> **What needs to be done**
The line containing "pub(crate) fn stage_context(experiment: Value)" marks the end; copy exactly all lines from the start of the material up to and including it.
===
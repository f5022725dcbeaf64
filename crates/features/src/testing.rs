//! Test helpers.

use std::sync::{Arc, Mutex};
use std::time::Duration;

use contracts::{ContractError, FrameId, Microscope, StageAxis, Value};
use feature_engine::{AcquisitionControl, FeatureContext};

struct IdleMicroscope;

impl Microscope for IdleMicroscope {
    fn name(&self) -> &str {
        "idle"
    }

    fn snap(&self, _frame_id: FrameId) -> Result<(), ContractError> {
        Ok(())
    }

    fn move_stage(&self, _axis: StageAxis, _position: f64) -> Result<(), ContractError> {
        Ok(())
    }

    fn get_new_frame(&self, _timeout: Duration) -> Vec<FrameId> {
        Vec::new()
    }
}

pub(crate) fn context_with(experiment: Value) -> FeatureContext {
    FeatureContext::new(Arc::new(IdleMicroscope), AcquisitionControl::new()).with_experiment(experiment)
}

/// Microscope that records stage moves
#[derive(Default)]
pub(crate) struct StageRecorder {
    moves: Mutex<Vec<(StageAxis, f64)>>,
}

impl StageRecorder {
    pub(crate) fn positions(&self) -> Vec<f64> {
        self.moves.lock().unwrap().iter().map(|(_, p)| *p).collect()
    }
}

impl Microscope for StageRecorder {
    fn name(&self) -> &str {
        "stage"
    }

    fn snap(&self, _frame_id: FrameId) -> Result<(), ContractError> {
        Ok(())
    }

    fn move_stage(&self, axis: StageAxis, position: f64) -> Result<(), ContractError> {
        self.moves.lock().unwrap().push((axis, position));
        Ok(())
    }

    fn get_new_frame(&self, _timeout: Duration) -> Vec<FrameId> {
        Vec::new()
    }
}

pub(crate) fn stage_context(experiment: Value) -> (FeatureContext, Arc<StageRecorder>) {
    let stage = Arc::new(StageRecorder::default());
    let ctx = FeatureContext::new(stage.clone(), AcquisitionControl::new()).with_experiment(experiment);
    (ctx, stage)
}
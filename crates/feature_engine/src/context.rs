//! Construction context handed to every feature factory.

use std::sync::Arc;

use contracts::{Microscope, Value};

use crate::AcquisitionControl;

/// What a feature may hold on to: the microscope, the acquisition control
/// handle, and the experiment parameters.
#[derive(Clone)]
pub struct FeatureContext {
    microscope: Arc<dyn Microscope>,
    control: AcquisitionControl,
    experiment: Arc<Value>,
}

impl std::fmt::Debug for FeatureContext {
    fn fmt(&self, f: &mut std::fmt::Formatter<'_>) -> std::fmt::Result {
        f.debug_struct("FeatureContext")
            .field("microscope", &self.microscope.name())
            .field("control", &self.control)
            .finish_non_exhaustive()
    }
}

impl FeatureContext {
    pub fn new(microscope: Arc<dyn Microscope>, control: AcquisitionControl) -> Self {
        Self {
            microscope,
            control,
            experiment: Arc::new(Value::Object(Default::default())),
        }
    }

    pub fn with_experiment(mut self, experiment: Value) -> Self {
        self.experiment = Arc::new(experiment);
        self
    }

    pub fn microscope(&self) -> &Arc<dyn Microscope> {
        &self.microscope
    }

    pub fn control(&self) -> &AcquisitionControl {
        &self.control
    }

    pub fn experiment(&self) -> &Value {
        &self.experiment
    }

    /// Look up an experiment parameter by dotted path (`"stack.z_steps"`).
    ///
    /// Numeric segments index into arrays.
    pub fn lookup(&self, path: &str) -> Option<&Value> {
        path.split('.')
            .filter(|segment| !segment.is_empty())
            .try_fold(self.experiment.as_ref(), |value, segment| match value {
                Value::Object(map) => map.get(segment),
                Value::Array(items) => segment.parse::<usize>().ok().and_then(|i| items.get(i)),
                _ => None,
            })
    }
}
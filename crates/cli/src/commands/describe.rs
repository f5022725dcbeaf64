//! Resolved plan description: every feature instantiated once to read its
//! effective node config.

use std::sync::Arc;

use acquisition::SyntheticMicroscope;
use anyhow::{Context, Result};
use contracts::{AcquisitionPlan, FeatureSpec, NodeType, PlanElement, Value};
use feature_engine::{AcquisitionControl, FeatureContext, FeatureRegistry};
use serde::Serialize;

/// Effective node config of one feature reference
#[derive(Debug, Clone, Serialize)]
pub struct NodeSummary {
    pub name: String,
    pub node_type: NodeType,
    pub device_related: bool,
    pub need_response: bool,
    #[serde(skip_serializing_if = "Vec::is_empty")]
    pub args: Vec<Value>,
}

impl NodeSummary {
    /// Flags shown next to the name in tree output
    pub fn flags(&self) -> String {
        let mut flags = vec![self.node_type.to_string()];
        if self.device_related {
            flags.push("device".to_string());
        }
        if self.need_response {
            flags.push("response".to_string());
        }
        flags.join(", ")
    }
}

/// Resolved view of one plan element
#[derive(Debug, Clone, Serialize)]
#[serde(tag = "kind", rename_all = "lowercase")]
pub enum ElementInfo {
    Feature(NodeSummary),
    Sequence {
        items: Vec<ElementInfo>,
    },
    Loop {
        control: NodeSummary,
        body: Vec<ElementInfo>,
    },
    Branch {
        condition: NodeSummary,
        on_true: Vec<ElementInfo>,
        on_false: Vec<ElementInfo>,
    },
}

/// Node counts of a resolved plan
#[derive(Debug, Clone, Copy, Default, PartialEq, Eq, Serialize)]
pub struct PlanShape {
    pub nodes: usize,
    pub loops: usize,
    pub branches: usize,
    pub device_related: usize,
    pub need_response: usize,
}

impl PlanShape {
    pub fn of(elements: &[ElementInfo]) -> Self {
        let mut shape = Self::default();
        shape.visit(elements);
        shape
    }

    fn count(&mut self, node: &NodeSummary) {
        self.nodes += 1;
        self.device_related += usize::from(node.device_related);
        self.need_response += usize::from(node.need_response);
    }

    fn visit(&mut self, elements: &[ElementInfo]) {
        for element in elements {
            match element {
                ElementInfo::Feature(node) => self.count(node),
                ElementInfo::Sequence { items } => self.visit(items),
                ElementInfo::Loop { control, body } => {
                    self.loops += 1;
                    self.visit(body);
                    self.count(control);
                }
                ElementInfo::Branch {
                    condition,
                    on_true,
                    on_false,
                } => {
                    self.branches += 1;
                    self.count(condition);
                    self.visit(on_true);
                    self.visit(on_false);
                }
            }
        }
    }
}

/// Instantiate every feature of `plan` and collect its node config
pub fn describe_plan(registry: &FeatureRegistry, plan: &AcquisitionPlan) -> Result<Vec<ElementInfo>> {
    let ctx = FeatureContext::new(
        Arc::new(SyntheticMicroscope::default()),
        AcquisitionControl::new(),
    )
    .with_experiment(plan.experiment.clone());
    describe_elements(registry, &ctx, &plan.features)
}

fn describe_elements(
    registry: &FeatureRegistry,
    ctx: &FeatureContext,
    elements: &[PlanElement],
) -> Result<Vec<ElementInfo>> {
    elements
        .iter()
        .map(|element| {
            Ok(match element {
                PlanElement::Feature(spec) => ElementInfo::Feature(describe_node(registry, ctx, spec)?),
                PlanElement::Sequence(items) => ElementInfo::Sequence {
                    items: describe_elements(registry, ctx, items)?,
                },
                PlanElement::Loop(group) => ElementInfo::Loop {
                    control: describe_node(registry, ctx, &group.control)?,
                    body: describe_elements(registry, ctx, &group.body)?,
                },
                PlanElement::Branch(branch) => ElementInfo::Branch {
                    condition: describe_node(registry, ctx, &branch.condition)?,
                    on_true: describe_elements(registry, ctx, &branch.on_true)?,
                    on_false: describe_elements(registry, ctx, &branch.on_false)?,
                },
            })
        })
        .collect()
}

fn describe_node(registry: &FeatureRegistry, ctx: &FeatureContext, spec: &FeatureSpec) -> Result<NodeSummary> {
    let (_, config) = registry
        .descriptor(spec)?
        .instantiate(ctx)
        .with_context(|| format!("Failed to build feature '{}'", spec.name))?;
    Ok(NodeSummary {
        name: spec.name.clone(),
        node_type: config.node_type,
        device_related: config.device_related,
        need_response: config.need_response,
        args: spec.args.clone(),
    })
}

/// Print elements as a box-drawing tree
pub fn print_tree(elements: &[ElementInfo], indent: &str) {
    for (i, element) in elements.iter().enumerate() {
        let is_last = i == elements.len() - 1;
        let prefix = if is_last { "└─" } else { "├─" };
        let child_indent = format!("{indent}{}", if is_last { "   " } else { "│  " });

        match element {
            ElementInfo::Feature(node) => {
                println!("{indent}{prefix} {} [{}]", node.name, node.flags());
            }
            ElementInfo::Sequence { items } => {
                println!("{indent}{prefix} (sequence)");
                print_tree(items, &child_indent);
            }
            ElementInfo::Loop { control, body } => {
                println!("{indent}{prefix} 🔁 loop while {} [{}]", control.name, control.flags());
                print_tree(body, &child_indent);
            }
            ElementInfo::Branch {
                condition,
                on_true,
                on_false,
            } => {
                println!("{indent}{prefix} ❓ branch on {} [{}]", condition.name, condition.flags());
                println!("{child_indent}├─ true");
                print_tree(on_true, &format!("{child_indent}│  "));
                println!("{child_indent}└─ false");
                print_tree(on_false, &format!("{child_indent}   "));
            }
        }
    }
}
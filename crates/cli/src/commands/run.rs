//! `run` command implementation.

use std::sync::Arc;
use std::time::Duration;

use acquisition::{Acquisition, SyntheticMicroscope};
use anyhow::{Context, Result};
use contracts::{AcquisitionMode, AcquisitionPlan};
use tracing::{error, info, warn};

use super::{load_plan, resolve_plan};
use crate::cli::RunArgs;
use crate::error::CliError;
use crate::stats::print_summary;

/// Execute the `run` command
pub async fn run_acquisition(args: &RunArgs) -> Result<()> {
    info!(plan = %args.plan.display(), "Loading plan");

    let mut plan = load_plan(&args.plan)?;
    apply_overrides(&mut plan, args);

    let registry = features::builtin_registry();
    let list = resolve_plan(&registry, &plan)?;

    info!(
        version = %plan.version,
        mode = ?plan.acquisition.mode,
        features = plan.features.len(),
        "Plan loaded"
    );

    if args.dry_run {
        info!("Dry run mode - plan resolved, exiting");
        return Ok(());
    }

    if args.metrics_port != 0 {
        observability::init_metrics_only(args.metrics_port)?;
    }

    let microscope = Arc::new(SyntheticMicroscope::with_exposure(Duration::from_millis(
        args.exposure_ms,
    )));
    let acquisition = Acquisition::new(microscope, plan.acquisition.clone())
        .with_experiment(plan.experiment.clone());
    let handle = acquisition
        .start(&list)
        .context("Failed to start acquisition")?;

    // Stop requests arrive from signals or the timeout; join runs off the async runtime
    let control = handle.control().clone();
    let shutdown = {
        let control = control.clone();
        tokio::spawn(async move {
            setup_shutdown_signal().await;
            warn!("Received shutdown signal, stopping acquisition...");
            control.request_stop();
        })
    };
    let timeout = (args.timeout > 0).then(|| {
        let control = control.clone();
        let limit = Duration::from_secs(args.timeout);
        tokio::spawn(async move {
            tokio::time::sleep(limit).await;
            warn!(timeout_secs = limit.as_secs(), "Acquisition timeout reached, stopping...");
            control.request_stop();
        })
    });

    info!("Starting acquisition...");
    let joined = tokio::task::spawn_blocking(move || handle.join()).await;

    shutdown.abort();
    if let Some(timer) = timeout {
        timer.abort();
    }

    let report = match joined.context("Acquisition task panicked")? {
        Ok(report) => report,
        Err(e) => {
            error!(error = %e, "Acquisition aborted");
            return Err(CliError::acquisition_failed(e.to_string()).into());
        }
    };

    info!(
        outcome = report.outcome(),
        frames = report.frames_processed,
        duration_secs = report.duration.as_secs_f64(),
        fps = format!("{:.2}", report.fps()),
        "Acquisition completed"
    );
    print_summary(&report);

    info!("Feature Engine finished");
    Ok(())
}

/// Apply CLI overrides to the loaded plan
fn apply_overrides(plan: &mut AcquisitionPlan, args: &RunArgs) {
    if args.live {
        info!("Overriding acquisition mode from CLI: live");
        plan.acquisition.mode = AcquisitionMode::Live;
    }
    if let Some(cycles) = args.cycles {
        info!(cycles, "Overriding live cycles from CLI");
        plan.acquisition.live_cycles = (cycles > 0).then_some(cycles);
    }
}

/// Setup Ctrl+C and SIGTERM signal handlers
async fn setup_shutdown_signal() {
    let ctrl_c = async {
        if let Err(e) = tokio::signal::ctrl_c().await {
            error!(error = %e, "Failed to install Ctrl+C handler");
            std::future::pending::<()>().await;
        }
    };

    #[cfg(unix)]
    let terminate = async {
        match tokio::signal::unix::signal(tokio::signal::unix::SignalKind::terminate()) {
            Ok(mut signal) => {
                signal.recv().await;
            }
            Err(e) => {
                error!(error = %e, "Failed to install SIGTERM handler");
                std::future::pending::<()>().await;
            }
        }
    };

    #[cfg(not(unix))]
    let terminate = std::future::pending::<()>();

    tokio::select! {
        _ = ctrl_c => {},
        _ = terminate => {},
    }
}

#[cfg(test)]
mod tests {
    use super::*;
    use crate::commands::test_support::{plan_file, PLAN};

    fn args(plan: std::path::PathBuf) -> RunArgs {
        RunArgs {
            plan,
            live: false,
            cycles: None,
            exposure_ms: 0,
            timeout: 0,
            dry_run: false,
            metrics_port: 0,
        }
    }

    #[test]
    fn test_overrides() {
        let file = plan_file(PLAN);
        let mut plan = load_plan(file.path()).unwrap();
        let mut run = args(file.path().to_path_buf());
        run.live = true;
        run.cycles = Some(4);

        apply_overrides(&mut plan, &run);
        assert_eq!(plan.acquisition.mode, AcquisitionMode::Live);
        assert_eq!(plan.acquisition.max_cycles(), Some(4));

        run.cycles = Some(0);
        apply_overrides(&mut plan, &run);
        assert_eq!(plan.acquisition.max_cycles(), None);
    }

    #[tokio::test]
    async fn test_run_plan_to_completion() {
        let file = plan_file(PLAN);
        run_acquisition(&args(file.path().to_path_buf())).await.unwrap();
    }

    #[tokio::test]
    async fn test_live_run_stopped_by_timeout() {
        let file = plan_file(PLAN);
        let mut run = args(file.path().to_path_buf());
        run.live = true;
        run.exposure_ms = 1;
        run.timeout = 1;
        run_acquisition(&run).await.unwrap();
    }
}
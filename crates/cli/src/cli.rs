//! CLI argument definitions using clap.

use clap::{Parser, Subcommand, ValueEnum};
use std::path::PathBuf;

/// Feature Engine - dual-tree acquisition runner for light-sheet microscopes
#[derive(Parser, Debug)]
#[command(
    name = "feature-engine",
    author,
    version,
    about = "Light-sheet acquisition feature engine",
    long_about = "Runs an acquisition plan as two synchronized feature trees.\n\n\
                  The signal tree drives the hardware one camera frame at a time, \n\
                  the data tree processes each delivered frame."
)]
pub struct Cli {
    /// Increase logging verbosity (-v for debug, -vv for trace)
    #[arg(short, long, action = clap::ArgAction::Count, global = true, env = "FEATURE_ENGINE_VERBOSE")]
    pub verbose: u8,

    /// Suppress all output except errors
    #[arg(short, long, global = true, conflicts_with = "verbose")]
    pub quiet: bool,

    /// Log output format
    #[arg(
        long,
        value_enum,
        default_value = "pretty",
        global = true,
        env = "FEATURE_ENGINE_LOG_FORMAT"
    )]
    pub log_format: LogFormat,

    #[command(subcommand)]
    pub command: Commands,
}

/// Available CLI commands
#[derive(Subcommand, Debug)]
pub enum Commands {
    /// Run an acquisition plan against the synthetic microscope
    Run(RunArgs),

    /// Validate a plan file without running it
    Validate(ValidateArgs),

    /// Display plan information and the resolved feature tree
    Info(InfoArgs),
}

/// Arguments for the `run` command
#[derive(Parser, Debug, Clone)]
pub struct RunArgs {
    /// Path to plan file (TOML or JSON)
    #[arg(short, long, default_value = "plan.toml", env = "FEATURE_ENGINE_PLAN")]
    pub plan: PathBuf,

    /// Run in live mode regardless of the plan setting
    #[arg(long)]
    pub live: bool,

    /// Number of passes in live mode (0 = until stopped)
    #[arg(long, env = "FEATURE_ENGINE_CYCLES")]
    pub cycles: Option<u32>,

    /// Simulated camera exposure per frame in milliseconds
    #[arg(long, default_value = "0", env = "FEATURE_ENGINE_EXPOSURE_MS")]
    pub exposure_ms: u64,

    /// Stop the acquisition after this many seconds (0 = no timeout)
    #[arg(long, default_value = "0", env = "FEATURE_ENGINE_TIMEOUT")]
    pub timeout: u64,

    /// Resolve the plan and exit without acquiring
    #[arg(long)]
    pub dry_run: bool,

    /// Metrics server port (0 = disabled)
    #[arg(long, default_value = "0", env = "FEATURE_ENGINE_METRICS_PORT")]
    pub metrics_port: u16,
}

/// Arguments for the `validate` command
#[derive(Parser, Debug)]
pub struct ValidateArgs {
    /// Path to plan file to validate
    #[arg(short, long, default_value = "plan.toml")]
    pub plan: PathBuf,

    /// Output validation result as JSON
    #[arg(long)]
    pub json: bool,
}

/// Arguments for the `info` command
#[derive(Parser, Debug)]
pub struct InfoArgs {
    /// Path to plan file
    #[arg(short, long, default_value = "plan.toml")]
    pub plan: PathBuf,

    /// Output as JSON
    #[arg(long)]
    pub json: bool,

    /// Show experiment parameters
    #[arg(long)]
    pub experiment: bool,
}

/// Log output format
#[derive(ValueEnum, Clone, Debug, Default)]
pub enum LogFormat {
    /// JSON structured logging
    Json,
    /// Human-readable pretty format
    #[default]
    Pretty,
    /// Compact single-line format
    Compact,
}

impl From<LogFormat> for observability::LogFormat {
    fn from(format: LogFormat) -> Self {
        match format {
            LogFormat::Json => observability::LogFormat::Json,
            LogFormat::Pretty => observability::LogFormat::Pretty,
            LogFormat::Compact => observability::LogFormat::Compact,
        }
    }
}
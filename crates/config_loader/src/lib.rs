//! # Config Loader
//!
//! Acquisition plan loading and parsing module.
//!
//! Responsibilities:
//! - Parse TOML/JSON plan files
//! - Validate plan structure and runner settings
//! - Generate `AcquisitionPlan`
//!
//! # Example
//!
//! ```no_run
//! use config_loader::ConfigLoader;
//! use std::path::Path;
//!
//! let plan = ConfigLoader::load_from_path(Path::new("plan.toml")).unwrap();
//! println!("Features: {}", plan.features.len());
//! ```

mod parser;
mod validator;

pub use contracts::AcquisitionPlan;
pub use parser::ConfigFormat;

use contracts::ContractError;
use std::path::Path;

/// Configuration loader
///
/// Provides static methods to load plans from files or strings.
pub struct ConfigLoader;

impl ConfigLoader {
    /// Load a plan from file path
    ///
    /// Automatically detects format from file extension (.toml / .json).
    ///
    /// # Errors
    /// - File read failure
    /// - Unsupported format
    /// - Parse failure
    /// - Validation failure
    pub fn load_from_path(path: &Path) -> Result<AcquisitionPlan, ContractError> {
        let format = Self::detect_format(path)?;
        let content = Self::read_file(path)?;
        Self::load_from_str(&content, format)
    }

    /// Load a plan from string
    ///
    /// # Errors
    /// - Parse failure
    /// - Validation failure
    pub fn load_from_str(
        content: &str,
        format: ConfigFormat,
    ) -> Result<AcquisitionPlan, ContractError> {
        Self::parse_and_validate(content, format)
    }

    /// Serialize AcquisitionPlan to TOML string
    pub fn to_toml(plan: &AcquisitionPlan) -> Result<String, ContractError> {
        toml::to_string_pretty(plan)
            .map_err(|e| ContractError::config_parse(format!("TOML serialize error: {e}")))
    }

    /// Serialize AcquisitionPlan to JSON string
    pub fn to_json(plan: &AcquisitionPlan) -> Result<String, ContractError> {
        serde_json::to_string_pretty(plan)
            .map_err(|e| ContractError::config_parse(format!("JSON serialize error: {e}")))
    }
}

impl ConfigLoader {
    /// Infer configuration format from file extension
    fn detect_format(path: &Path) -> Result<ConfigFormat, ContractError> {
        let ext = path.extension().and_then(|e| e.to_str()).ok_or_else(|| {
            ContractError::config_parse("cannot determine file format from extension")
        })?;

        ConfigFormat::from_extension(ext).ok_or_else(|| {
            ContractError::config_parse(format!("unsupported config format: .{ext}"))
        })
    }

    /// Read plan file content
    fn read_file(path: &Path) -> Result<String, ContractError> {
        Ok(std::fs::read_to_string(path)?)
    }

    /// Parse and validate plan content
    fn parse_and_validate(
        content: &str,
        format: ConfigFormat,
    ) -> Result<AcquisitionPlan, ContractError> {
        let plan = parser::parse(content, format)?;
        validator::validate(&plan)?;
        tracing::debug!(
            version = %plan.version,
            features = plan.features.len(),
            "plan loaded"
        );
        Ok(plan)
    }
}
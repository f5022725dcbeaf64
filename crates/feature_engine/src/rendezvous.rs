//! Response rendezvous between a `need_response` signal node and its data node.
//!
//! Each pair shares a single-slot channel. The data side deposits the result of
//! every `data_main`; the signal side blocks until a value arrives or the
//! acquisition stops.

use std::time::Instant;

use contracts::Value;
use crossbeam_channel::{select, Receiver, Sender, TrySendError};

use crate::StopSignal;

/// Data-side half of a rendezvous
#[derive(Debug, Clone)]
pub struct ResponseSender {
    tx: Sender<Value>,
}

/// Signal-side half of a rendezvous
#[derive(Debug)]
pub struct ResponseReceiver {
    rx: Receiver<Value>,
}

/// Wait released by a stop request
#[derive(Debug, Clone, Copy, PartialEq, Eq)]
pub struct Cancelled;

/// Create a single-slot response channel
pub fn response_slot() -> (ResponseSender, ResponseReceiver) {
    let (tx, rx) = crossbeam_channel::bounded(1);
    (ResponseSender { tx }, ResponseReceiver { rx })
}

impl ResponseSender {
    /// Deposit a response without blocking.
    ///
    /// Returns `false` when the slot still holds an unconsumed response.
    pub fn send(&self, value: Value) -> bool {
        match self.tx.try_send(value) {
            Ok(()) => true,
            Err(TrySendError::Full(_)) => {
                tracing::warn!("previous response not consumed, dropping new response");
                false
            }
            Err(TrySendError::Disconnected(_)) => false,
        }
    }
}

impl ResponseReceiver {
    /// Block until the data side responds or stop is requested
    pub fn wait(&self, stop: &StopSignal) -> Result<Value, Cancelled> {
        if stop.is_stopped() {
            return Err(Cancelled);
        }
        let start = Instant::now();
        let value = select! {
            recv(self.rx) -> msg => msg.map_err(|_| Cancelled)?,
            recv(stop.cancelled()) -> _ => return Err(Cancelled),
        };
        tracing::trace!(waited_us = start.elapsed().as_micros() as u64, "response received");
        Ok(value)
    }

    /// Drop a stale response (tree reset)
    pub fn clear(&self) {
        while self.rx.try_recv().is_ok() {}
    }

    pub fn is_pending(&self) -> bool {
        !self.rx.is_empty()
    }
}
===
> **Problem solution**
repository f5022725dcbeaf64
filename crates/features/src/testing.rs
//! Test helpers.

use std::sync::{Arc, Mutex};
use std::time::Duration;

use contracts::{ContractError, FrameId, Microscope, StageAxis, Value};
use feature_engine::{AcquisitionControl, FeatureContext};

struct IdleMicroscope;

impl Microscope for IdleMicroscope {
    fn name(&self) -> &str {
        "idle"
    }

    fn snap(&self, _frame_id: FrameId) -> Result<(), ContractError> {
        Ok(())
    }

    fn move_stage(&self, _axis: StageAxis, _position: f64) -> Result<(), ContractError> {
        Ok(())
    }

    fn get_new_frame(&self, _timeout: Duration) -> Vec<FrameId> {
        Vec::new()
    }
}

pub(crate) fn context_with(experiment: Value) -> FeatureContext {
    FeatureContext::new(Arc::new(IdleMicroscope), AcquisitionControl::new()).with_experiment(experiment)
}

/// Microscope that records stage moves
#[derive(Default)]
pub(crate) struct StageRecorder {
    moves: Mutex<Vec<(StageAxis, f64)>>,
}

impl StageRecorder {
    pub(crate) fn positions(&self) -> Vec<f64> {
        self.moves.lock().unwrap().iter().map(|(_, p)| *p).collect()
    }
}

impl Microscope for StageRecorder {
    fn name(&self) -> &str {
        "stage"
    }

    fn snap(&self, _frame_id: FrameId) -> Result<(), ContractError> {
        Ok(())
    }

    fn move_stage(&self, axis: StageAxis, position: f64) -> Result<(), ContractError> {
        self.moves.lock().unwrap().push((axis, position));
        Ok(())
    }

    fn get_new_frame(&self, _timeout: Duration) -> Vec<FrameId> {
        Vec::new()
    }
}

pub(crate) fn stage_context(experiment: Value) -> (FeatureContext, Arc<StageRecorder>) {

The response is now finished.